§ Brief:
Reproduce each line from the first in the data through the line that contains "and frame count." exactly; give nothing else.

[Start of section]

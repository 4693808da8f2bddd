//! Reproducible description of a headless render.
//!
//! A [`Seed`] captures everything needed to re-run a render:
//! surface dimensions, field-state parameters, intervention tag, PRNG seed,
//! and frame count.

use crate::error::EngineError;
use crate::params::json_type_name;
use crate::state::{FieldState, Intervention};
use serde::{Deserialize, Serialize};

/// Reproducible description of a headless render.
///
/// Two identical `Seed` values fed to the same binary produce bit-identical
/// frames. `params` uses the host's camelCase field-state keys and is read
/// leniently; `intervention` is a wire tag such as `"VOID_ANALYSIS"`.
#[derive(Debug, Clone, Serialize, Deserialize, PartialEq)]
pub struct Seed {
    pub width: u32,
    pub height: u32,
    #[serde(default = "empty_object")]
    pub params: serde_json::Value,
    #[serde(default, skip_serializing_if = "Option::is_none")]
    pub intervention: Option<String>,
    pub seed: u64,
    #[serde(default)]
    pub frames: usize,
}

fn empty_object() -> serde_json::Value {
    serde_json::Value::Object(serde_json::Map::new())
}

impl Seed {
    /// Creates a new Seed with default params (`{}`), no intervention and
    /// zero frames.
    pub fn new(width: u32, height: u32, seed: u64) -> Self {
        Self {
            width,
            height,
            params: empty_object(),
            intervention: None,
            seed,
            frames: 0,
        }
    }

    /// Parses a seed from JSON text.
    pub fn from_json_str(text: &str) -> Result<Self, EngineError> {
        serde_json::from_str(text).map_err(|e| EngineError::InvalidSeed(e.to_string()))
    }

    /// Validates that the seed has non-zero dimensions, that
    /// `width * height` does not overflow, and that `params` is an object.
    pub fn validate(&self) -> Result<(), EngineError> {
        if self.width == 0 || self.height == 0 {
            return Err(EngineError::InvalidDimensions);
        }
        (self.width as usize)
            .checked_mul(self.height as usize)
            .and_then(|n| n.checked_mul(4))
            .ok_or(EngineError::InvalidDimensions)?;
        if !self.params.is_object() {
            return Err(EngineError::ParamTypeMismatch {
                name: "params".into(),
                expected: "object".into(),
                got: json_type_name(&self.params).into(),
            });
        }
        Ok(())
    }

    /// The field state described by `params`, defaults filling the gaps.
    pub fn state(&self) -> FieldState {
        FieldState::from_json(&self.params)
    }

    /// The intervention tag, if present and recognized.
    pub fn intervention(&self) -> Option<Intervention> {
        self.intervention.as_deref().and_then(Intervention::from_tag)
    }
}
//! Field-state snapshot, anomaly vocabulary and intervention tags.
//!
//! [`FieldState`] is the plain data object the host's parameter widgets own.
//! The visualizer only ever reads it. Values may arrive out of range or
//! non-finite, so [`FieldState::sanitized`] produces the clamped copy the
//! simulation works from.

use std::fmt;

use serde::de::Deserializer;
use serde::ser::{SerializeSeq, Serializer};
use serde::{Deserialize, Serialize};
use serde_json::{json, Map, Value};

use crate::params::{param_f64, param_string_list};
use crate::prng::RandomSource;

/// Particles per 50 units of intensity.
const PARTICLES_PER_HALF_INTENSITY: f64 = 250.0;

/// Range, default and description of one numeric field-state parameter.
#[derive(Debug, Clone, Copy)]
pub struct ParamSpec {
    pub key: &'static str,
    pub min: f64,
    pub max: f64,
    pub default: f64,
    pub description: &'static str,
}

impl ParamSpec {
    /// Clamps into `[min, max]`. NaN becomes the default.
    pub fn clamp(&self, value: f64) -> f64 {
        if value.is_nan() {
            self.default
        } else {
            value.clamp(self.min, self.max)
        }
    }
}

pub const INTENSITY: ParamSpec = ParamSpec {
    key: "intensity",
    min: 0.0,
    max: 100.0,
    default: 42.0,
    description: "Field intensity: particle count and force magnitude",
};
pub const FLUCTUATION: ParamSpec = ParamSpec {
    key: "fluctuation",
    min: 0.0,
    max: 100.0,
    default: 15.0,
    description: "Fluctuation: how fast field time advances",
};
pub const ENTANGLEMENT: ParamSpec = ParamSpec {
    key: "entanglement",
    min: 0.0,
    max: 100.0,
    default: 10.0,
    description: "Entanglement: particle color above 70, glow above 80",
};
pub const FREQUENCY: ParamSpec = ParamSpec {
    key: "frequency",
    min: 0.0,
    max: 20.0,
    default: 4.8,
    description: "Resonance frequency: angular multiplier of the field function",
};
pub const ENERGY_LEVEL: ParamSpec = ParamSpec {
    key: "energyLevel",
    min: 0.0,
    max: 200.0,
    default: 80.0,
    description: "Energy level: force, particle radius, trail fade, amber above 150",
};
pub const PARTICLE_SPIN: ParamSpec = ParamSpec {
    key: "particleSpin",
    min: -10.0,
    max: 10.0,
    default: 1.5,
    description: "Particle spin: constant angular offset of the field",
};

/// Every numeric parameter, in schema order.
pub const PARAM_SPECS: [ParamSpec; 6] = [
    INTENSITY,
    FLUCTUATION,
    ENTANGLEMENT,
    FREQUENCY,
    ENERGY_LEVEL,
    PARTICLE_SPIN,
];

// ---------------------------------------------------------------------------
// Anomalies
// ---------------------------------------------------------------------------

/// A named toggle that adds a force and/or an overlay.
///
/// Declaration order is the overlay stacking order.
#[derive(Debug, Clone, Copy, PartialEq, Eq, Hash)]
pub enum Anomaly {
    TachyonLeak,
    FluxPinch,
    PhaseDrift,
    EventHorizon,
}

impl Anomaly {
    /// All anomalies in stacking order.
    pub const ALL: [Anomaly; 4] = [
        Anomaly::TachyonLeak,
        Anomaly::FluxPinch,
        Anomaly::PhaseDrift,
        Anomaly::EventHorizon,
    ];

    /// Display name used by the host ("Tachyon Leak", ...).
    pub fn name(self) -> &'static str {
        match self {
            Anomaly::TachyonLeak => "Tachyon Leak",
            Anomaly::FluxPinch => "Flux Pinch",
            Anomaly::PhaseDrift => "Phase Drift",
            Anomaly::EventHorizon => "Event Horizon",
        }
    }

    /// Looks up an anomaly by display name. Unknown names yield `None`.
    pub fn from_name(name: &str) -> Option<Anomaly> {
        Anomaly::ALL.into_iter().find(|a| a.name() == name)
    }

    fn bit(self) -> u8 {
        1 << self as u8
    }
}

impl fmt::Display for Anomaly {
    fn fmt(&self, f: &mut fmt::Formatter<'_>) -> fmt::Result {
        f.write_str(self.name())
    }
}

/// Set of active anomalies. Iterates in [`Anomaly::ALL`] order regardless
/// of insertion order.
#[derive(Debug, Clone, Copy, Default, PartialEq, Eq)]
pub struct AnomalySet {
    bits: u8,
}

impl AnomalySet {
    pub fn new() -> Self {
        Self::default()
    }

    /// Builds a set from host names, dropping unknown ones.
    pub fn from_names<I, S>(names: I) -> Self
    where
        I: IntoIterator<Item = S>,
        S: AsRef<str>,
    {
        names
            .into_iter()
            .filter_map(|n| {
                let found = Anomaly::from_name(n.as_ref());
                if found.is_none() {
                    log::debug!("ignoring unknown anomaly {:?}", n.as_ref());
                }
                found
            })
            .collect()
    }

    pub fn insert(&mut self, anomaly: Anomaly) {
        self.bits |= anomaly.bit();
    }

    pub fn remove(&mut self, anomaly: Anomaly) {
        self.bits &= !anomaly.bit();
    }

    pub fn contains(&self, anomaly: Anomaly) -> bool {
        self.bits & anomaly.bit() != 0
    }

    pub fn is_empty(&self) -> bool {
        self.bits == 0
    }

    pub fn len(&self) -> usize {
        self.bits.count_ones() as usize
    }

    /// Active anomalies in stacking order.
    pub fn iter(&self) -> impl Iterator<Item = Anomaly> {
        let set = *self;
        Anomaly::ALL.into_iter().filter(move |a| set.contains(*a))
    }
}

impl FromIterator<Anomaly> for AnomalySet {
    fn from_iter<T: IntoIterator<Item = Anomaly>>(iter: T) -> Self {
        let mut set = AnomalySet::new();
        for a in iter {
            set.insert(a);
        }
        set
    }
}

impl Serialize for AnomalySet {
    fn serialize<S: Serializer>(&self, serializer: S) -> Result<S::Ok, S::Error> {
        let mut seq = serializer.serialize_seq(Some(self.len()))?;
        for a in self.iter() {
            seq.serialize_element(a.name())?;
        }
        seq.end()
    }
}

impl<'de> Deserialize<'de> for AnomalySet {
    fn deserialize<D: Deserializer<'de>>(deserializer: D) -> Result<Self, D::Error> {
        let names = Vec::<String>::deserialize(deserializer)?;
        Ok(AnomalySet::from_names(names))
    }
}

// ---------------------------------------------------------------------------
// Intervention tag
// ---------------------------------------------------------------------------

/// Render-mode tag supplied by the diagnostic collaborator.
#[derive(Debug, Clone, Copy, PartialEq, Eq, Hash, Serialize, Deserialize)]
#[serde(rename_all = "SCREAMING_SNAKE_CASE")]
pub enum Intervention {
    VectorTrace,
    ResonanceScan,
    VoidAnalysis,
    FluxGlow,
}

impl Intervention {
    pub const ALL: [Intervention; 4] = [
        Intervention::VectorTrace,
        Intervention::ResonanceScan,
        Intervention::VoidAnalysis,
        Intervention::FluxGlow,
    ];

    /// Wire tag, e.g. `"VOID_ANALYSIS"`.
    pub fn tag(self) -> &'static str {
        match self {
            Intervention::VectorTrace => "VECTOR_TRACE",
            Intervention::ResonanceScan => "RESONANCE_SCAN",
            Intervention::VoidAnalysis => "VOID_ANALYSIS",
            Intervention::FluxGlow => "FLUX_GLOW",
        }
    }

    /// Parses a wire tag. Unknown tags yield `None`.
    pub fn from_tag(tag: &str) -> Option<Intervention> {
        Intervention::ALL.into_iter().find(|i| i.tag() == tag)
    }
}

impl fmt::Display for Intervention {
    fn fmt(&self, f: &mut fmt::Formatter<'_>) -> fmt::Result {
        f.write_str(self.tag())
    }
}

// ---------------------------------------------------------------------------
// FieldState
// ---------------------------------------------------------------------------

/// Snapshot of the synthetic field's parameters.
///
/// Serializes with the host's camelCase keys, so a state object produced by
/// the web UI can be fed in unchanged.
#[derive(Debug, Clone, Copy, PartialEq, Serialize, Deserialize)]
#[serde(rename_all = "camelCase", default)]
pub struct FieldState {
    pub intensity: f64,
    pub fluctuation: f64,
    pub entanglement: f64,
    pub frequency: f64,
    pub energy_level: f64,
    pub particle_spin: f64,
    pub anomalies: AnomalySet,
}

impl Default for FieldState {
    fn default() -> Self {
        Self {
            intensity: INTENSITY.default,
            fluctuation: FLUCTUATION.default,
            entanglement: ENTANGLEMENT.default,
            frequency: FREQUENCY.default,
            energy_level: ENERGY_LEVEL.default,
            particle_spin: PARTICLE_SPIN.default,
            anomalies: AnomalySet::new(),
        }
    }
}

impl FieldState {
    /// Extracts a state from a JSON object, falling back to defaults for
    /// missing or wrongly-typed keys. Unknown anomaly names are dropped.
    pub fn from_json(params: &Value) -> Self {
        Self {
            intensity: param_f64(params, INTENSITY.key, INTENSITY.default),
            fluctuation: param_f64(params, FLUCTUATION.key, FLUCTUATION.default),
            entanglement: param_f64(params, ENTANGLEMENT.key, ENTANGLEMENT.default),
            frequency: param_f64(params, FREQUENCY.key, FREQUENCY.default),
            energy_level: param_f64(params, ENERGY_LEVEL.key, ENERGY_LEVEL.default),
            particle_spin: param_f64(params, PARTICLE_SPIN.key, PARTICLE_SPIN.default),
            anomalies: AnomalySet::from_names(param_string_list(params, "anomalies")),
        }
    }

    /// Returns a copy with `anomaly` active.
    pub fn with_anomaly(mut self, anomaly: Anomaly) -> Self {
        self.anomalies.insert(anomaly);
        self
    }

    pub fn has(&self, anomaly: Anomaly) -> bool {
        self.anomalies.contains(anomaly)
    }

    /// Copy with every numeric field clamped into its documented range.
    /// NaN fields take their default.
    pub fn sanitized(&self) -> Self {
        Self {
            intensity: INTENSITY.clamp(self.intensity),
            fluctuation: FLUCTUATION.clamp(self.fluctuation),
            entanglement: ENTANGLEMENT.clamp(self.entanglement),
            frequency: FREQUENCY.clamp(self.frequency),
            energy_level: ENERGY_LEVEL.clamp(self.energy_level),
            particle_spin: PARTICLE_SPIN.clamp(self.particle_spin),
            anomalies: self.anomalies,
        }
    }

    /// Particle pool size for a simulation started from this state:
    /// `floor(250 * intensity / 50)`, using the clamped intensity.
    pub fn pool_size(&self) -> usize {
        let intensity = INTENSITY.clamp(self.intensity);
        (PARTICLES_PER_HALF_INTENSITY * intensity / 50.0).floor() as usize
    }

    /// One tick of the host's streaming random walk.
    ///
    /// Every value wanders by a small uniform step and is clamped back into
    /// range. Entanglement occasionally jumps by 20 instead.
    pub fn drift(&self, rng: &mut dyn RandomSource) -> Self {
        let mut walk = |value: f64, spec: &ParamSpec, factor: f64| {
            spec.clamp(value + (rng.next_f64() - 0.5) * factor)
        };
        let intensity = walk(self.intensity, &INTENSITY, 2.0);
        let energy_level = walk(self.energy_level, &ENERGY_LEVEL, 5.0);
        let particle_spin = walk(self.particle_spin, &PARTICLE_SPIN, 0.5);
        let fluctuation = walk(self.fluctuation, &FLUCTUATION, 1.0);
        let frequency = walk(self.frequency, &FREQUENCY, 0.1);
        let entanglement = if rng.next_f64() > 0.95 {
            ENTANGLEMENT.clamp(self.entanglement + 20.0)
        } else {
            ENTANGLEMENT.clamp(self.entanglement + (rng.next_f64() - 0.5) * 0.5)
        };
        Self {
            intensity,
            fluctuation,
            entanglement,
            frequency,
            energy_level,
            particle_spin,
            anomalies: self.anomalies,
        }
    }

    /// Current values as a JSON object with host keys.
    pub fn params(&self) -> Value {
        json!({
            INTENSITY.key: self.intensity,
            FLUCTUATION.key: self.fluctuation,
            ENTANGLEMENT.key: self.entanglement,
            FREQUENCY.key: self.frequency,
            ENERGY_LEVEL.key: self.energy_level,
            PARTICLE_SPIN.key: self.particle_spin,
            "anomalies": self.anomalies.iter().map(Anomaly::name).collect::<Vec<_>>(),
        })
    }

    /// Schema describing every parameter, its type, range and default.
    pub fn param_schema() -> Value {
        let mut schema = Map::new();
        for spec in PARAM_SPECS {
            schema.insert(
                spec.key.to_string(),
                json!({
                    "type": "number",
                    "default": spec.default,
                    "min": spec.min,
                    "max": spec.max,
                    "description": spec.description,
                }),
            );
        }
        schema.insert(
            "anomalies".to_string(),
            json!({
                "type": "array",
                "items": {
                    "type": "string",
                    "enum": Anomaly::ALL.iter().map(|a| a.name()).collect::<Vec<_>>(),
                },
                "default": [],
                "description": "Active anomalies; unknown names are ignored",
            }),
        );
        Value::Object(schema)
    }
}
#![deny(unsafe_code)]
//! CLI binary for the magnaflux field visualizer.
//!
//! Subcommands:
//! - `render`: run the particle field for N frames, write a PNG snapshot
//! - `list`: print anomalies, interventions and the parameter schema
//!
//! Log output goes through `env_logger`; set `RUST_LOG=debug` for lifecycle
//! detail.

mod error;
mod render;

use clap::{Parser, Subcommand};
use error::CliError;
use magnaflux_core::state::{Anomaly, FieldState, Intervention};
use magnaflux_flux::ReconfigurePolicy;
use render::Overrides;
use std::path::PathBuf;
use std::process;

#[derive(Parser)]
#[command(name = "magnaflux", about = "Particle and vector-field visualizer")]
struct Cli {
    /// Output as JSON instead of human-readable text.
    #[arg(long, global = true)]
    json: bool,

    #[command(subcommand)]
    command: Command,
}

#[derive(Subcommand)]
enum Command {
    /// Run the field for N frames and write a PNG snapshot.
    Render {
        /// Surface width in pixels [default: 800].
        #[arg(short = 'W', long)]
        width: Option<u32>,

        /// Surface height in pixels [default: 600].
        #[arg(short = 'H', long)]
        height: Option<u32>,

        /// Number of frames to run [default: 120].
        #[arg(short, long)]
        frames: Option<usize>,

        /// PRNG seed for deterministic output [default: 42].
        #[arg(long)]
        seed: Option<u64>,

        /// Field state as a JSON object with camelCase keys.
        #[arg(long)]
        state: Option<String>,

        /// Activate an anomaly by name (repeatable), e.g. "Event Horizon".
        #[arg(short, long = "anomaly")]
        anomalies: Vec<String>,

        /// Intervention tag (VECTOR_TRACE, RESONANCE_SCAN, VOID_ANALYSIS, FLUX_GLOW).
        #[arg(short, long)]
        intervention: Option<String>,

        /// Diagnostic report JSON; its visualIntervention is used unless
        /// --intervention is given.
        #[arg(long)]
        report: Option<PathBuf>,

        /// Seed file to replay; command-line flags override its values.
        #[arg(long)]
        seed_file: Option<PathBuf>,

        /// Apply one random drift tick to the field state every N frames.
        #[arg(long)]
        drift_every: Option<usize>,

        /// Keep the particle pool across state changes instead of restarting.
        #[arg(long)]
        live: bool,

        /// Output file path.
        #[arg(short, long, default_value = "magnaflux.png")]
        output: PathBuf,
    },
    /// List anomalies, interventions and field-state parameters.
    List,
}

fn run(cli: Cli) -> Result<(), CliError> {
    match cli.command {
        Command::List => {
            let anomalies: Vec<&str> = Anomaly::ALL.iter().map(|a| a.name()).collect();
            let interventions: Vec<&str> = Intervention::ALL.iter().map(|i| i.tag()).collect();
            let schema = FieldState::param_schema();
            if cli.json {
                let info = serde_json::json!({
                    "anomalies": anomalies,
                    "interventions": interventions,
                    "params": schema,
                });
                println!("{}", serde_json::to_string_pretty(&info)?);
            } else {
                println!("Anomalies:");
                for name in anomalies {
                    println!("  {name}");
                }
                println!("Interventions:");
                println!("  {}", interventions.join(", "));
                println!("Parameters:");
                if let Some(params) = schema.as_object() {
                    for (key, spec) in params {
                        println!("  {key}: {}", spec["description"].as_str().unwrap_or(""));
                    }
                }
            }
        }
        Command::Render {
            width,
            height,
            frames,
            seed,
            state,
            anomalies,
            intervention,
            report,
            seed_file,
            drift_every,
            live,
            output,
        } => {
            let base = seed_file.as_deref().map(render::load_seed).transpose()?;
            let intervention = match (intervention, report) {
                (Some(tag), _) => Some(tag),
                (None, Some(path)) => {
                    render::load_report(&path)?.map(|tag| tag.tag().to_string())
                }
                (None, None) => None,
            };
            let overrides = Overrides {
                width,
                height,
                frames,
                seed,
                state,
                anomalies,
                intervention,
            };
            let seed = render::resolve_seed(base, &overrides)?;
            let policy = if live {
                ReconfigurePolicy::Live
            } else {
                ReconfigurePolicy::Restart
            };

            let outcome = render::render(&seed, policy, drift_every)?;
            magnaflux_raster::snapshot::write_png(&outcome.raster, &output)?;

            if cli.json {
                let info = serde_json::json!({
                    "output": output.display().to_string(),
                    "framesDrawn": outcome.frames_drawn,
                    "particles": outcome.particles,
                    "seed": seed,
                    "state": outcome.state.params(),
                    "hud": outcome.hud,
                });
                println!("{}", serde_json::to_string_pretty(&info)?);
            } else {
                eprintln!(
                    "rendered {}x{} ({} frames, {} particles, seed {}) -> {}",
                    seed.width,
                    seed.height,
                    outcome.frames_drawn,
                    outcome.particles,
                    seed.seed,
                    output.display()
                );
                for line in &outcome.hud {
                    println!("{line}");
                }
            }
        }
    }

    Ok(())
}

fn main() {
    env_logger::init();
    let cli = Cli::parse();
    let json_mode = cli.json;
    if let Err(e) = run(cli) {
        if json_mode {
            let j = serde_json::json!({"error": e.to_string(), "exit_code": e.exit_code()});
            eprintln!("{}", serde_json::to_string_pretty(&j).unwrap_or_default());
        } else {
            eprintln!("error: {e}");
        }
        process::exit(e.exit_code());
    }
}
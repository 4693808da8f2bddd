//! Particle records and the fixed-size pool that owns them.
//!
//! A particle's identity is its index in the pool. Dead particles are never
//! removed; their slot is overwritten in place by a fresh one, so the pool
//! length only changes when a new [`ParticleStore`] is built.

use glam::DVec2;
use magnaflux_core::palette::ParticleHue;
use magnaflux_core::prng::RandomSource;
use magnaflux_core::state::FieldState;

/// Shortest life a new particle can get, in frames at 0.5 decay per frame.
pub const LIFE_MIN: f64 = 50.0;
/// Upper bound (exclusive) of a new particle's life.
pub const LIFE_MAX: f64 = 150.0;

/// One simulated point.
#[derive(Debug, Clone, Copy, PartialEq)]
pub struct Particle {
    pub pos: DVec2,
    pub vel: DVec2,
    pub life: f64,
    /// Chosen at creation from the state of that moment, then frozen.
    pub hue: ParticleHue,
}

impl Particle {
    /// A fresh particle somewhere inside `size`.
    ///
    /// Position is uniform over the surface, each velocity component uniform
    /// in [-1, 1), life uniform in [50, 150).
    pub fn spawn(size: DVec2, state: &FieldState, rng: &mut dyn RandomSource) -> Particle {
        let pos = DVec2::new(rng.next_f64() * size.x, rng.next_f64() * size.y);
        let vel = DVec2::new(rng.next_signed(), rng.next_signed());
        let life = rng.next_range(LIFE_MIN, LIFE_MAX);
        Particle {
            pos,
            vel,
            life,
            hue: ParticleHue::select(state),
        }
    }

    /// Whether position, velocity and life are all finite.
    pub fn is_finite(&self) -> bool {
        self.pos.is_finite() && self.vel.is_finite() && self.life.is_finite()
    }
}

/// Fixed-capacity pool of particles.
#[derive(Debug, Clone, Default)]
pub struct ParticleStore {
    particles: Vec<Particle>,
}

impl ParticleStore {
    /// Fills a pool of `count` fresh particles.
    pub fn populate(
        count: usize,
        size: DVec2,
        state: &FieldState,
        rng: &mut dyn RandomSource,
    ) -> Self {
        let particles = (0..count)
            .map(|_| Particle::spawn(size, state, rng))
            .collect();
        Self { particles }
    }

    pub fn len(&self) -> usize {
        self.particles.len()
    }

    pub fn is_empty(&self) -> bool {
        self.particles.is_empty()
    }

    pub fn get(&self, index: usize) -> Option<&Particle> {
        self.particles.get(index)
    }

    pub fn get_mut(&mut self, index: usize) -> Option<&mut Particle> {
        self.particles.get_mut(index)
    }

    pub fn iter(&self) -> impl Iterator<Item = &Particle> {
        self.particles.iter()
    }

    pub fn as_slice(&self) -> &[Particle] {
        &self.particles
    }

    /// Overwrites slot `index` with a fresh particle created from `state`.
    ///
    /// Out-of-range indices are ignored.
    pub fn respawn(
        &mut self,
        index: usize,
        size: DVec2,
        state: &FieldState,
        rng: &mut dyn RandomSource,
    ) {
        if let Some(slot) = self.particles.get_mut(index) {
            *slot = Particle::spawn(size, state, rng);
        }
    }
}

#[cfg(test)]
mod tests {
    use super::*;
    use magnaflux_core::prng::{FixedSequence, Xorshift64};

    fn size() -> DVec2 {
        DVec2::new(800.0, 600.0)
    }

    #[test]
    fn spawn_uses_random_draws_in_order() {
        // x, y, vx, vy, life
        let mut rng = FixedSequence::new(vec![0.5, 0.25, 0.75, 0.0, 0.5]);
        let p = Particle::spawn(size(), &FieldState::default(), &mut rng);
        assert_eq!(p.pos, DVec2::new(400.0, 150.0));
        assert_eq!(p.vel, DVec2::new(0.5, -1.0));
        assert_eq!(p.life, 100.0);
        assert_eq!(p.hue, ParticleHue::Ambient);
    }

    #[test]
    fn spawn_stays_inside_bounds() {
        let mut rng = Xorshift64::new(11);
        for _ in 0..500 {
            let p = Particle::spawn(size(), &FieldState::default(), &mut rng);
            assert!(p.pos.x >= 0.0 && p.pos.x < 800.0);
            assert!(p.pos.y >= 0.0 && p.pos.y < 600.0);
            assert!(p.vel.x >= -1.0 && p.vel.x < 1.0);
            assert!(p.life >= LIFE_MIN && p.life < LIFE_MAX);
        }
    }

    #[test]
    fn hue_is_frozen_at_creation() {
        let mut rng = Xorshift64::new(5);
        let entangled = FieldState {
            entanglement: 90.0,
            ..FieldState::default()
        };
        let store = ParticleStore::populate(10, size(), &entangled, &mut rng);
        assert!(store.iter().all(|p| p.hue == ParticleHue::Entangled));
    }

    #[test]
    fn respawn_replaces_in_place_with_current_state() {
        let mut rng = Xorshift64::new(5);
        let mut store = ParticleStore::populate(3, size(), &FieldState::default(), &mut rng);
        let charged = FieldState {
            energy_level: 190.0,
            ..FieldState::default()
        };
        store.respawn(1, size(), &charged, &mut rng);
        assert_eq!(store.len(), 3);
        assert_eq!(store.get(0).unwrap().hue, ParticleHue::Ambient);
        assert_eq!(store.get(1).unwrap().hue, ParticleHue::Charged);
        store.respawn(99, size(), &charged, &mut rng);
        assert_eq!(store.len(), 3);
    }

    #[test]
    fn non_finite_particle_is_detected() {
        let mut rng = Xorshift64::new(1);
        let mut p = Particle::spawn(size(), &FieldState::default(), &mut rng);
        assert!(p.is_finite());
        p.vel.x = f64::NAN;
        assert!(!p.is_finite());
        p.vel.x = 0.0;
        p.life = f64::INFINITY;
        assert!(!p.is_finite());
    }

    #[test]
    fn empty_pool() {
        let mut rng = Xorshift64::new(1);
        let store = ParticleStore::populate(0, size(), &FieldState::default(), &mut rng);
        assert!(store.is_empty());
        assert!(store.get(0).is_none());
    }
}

[End of section]

§ Reply:
repository 4693808da8f2bddd
//! Reproducible description of a headless render.
//!
//! A [`Seed`] captures everything needed to re-run a render:
//! surface dimensions, field-state parameters, intervention tag, PRNG seed,
//! and frame count.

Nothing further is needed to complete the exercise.